Stored items:
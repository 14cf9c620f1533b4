//! Type-safe entity identifiers.
//!
//! Hotels, rooms and bookings are keyed by SQLite surrogate integer ids.
//! Each kind gets its own newtype so a room id can never be passed where a
//! booking id is expected.

use std::fmt;
use std::str::FromStr;

use serde::{Deserialize, Serialize};

macro_rules! entity_id {
    ($(#[$meta:meta])* $name:ident) => {
        $(#[$meta])*
        #[derive(Debug, Clone, Copy, PartialEq, Eq, PartialOrd, Ord, Hash, Serialize, Deserialize)]
        #[serde(transparent)]
        pub struct $name(i64);

        impl $name {
            /// Wraps a raw row id.
            #[must_use]
            pub const fn new(id: i64) -> Self {
                Self(id)
            }

            /// Returns the raw row id.
            #[must_use]
            pub const fn get(self) -> i64 {
                self.0
            }
        }

        impl fmt::Display for $name {
            fn fmt(&self, f: &mut fmt::Formatter<'_>) -> fmt::Result {
                write!(f, "{}", self.0)
            }
        }

        impl FromStr for $name {
            type Err = std::num::ParseIntError;

            fn from_str(s: &str) -> Result<Self, Self::Err> {
                s.trim().parse().map(Self)
            }
        }

        impl From<i64> for $name {
            fn from(id: i64) -> Self {
                Self(id)
            }
        }

        impl From<$name> for i64 {
            fn from(id: $name) -> Self {
                id.0
            }
        }
    };
}

entity_id!(
    /// Identifier of a row in the `hotel` table.
    HotelId
);

entity_id!(
    /// Identifier of a row in the `room` table.
    RoomId
);

entity_id!(
    /// Identifier of a row in the `booking` table.
    BookingId
);

#[cfg(test)]
#[allow(clippy::panic)]
mod tests {
    use super::*;

    #[test]
    fn display_is_plain_integer() {
        assert_eq!(HotelId::new(42).to_string(), "42");
        assert_eq!(BookingId::new(-1).to_string(), "-1");
    }

    #[test]
    fn parses_from_form_text() {
        let Ok(id) = "  101 ".parse::<RoomId>() else {
            panic!("valid room id");
        };
        assert_eq!(id.get(), 101);
        assert!("abc".parse::<RoomId>().is_err());
        assert!("".parse::<RoomId>().is_err());
    }

    #[test]
    fn serde_is_transparent() {
        let Ok(json) = serde_json::to_string(&BookingId::new(7)) else {
            panic!("serialization failed");
        };
        assert_eq!(json, "7");
        let Ok(back) = serde_json::from_str::<BookingId>(&json) else {
            panic!("deserialization failed");
        };
        assert_eq!(back, BookingId::new(7));
    }

    #[test]
    fn converts_to_and_from_i64() {
        let id = HotelId::from(3);
        let raw: i64 = id.into();
        assert_eq!(raw, 3);
    }
}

Assignment >> Print, exactly as written, the first line of the records above and each line after it until the line with "use std::str::FromStr;", which is printed too.

Answer to this problem >>
repository 14cf9c620f1533b4
//! Type-safe entity identifiers.
//!
//! Hotels, rooms and bookings are keyed by SQLite surrogate integer ids.
//! Each kind gets its own newtype so a room id can never be passed where a
//! booking id is expected.

use std::fmt;
use std::str::FromStr;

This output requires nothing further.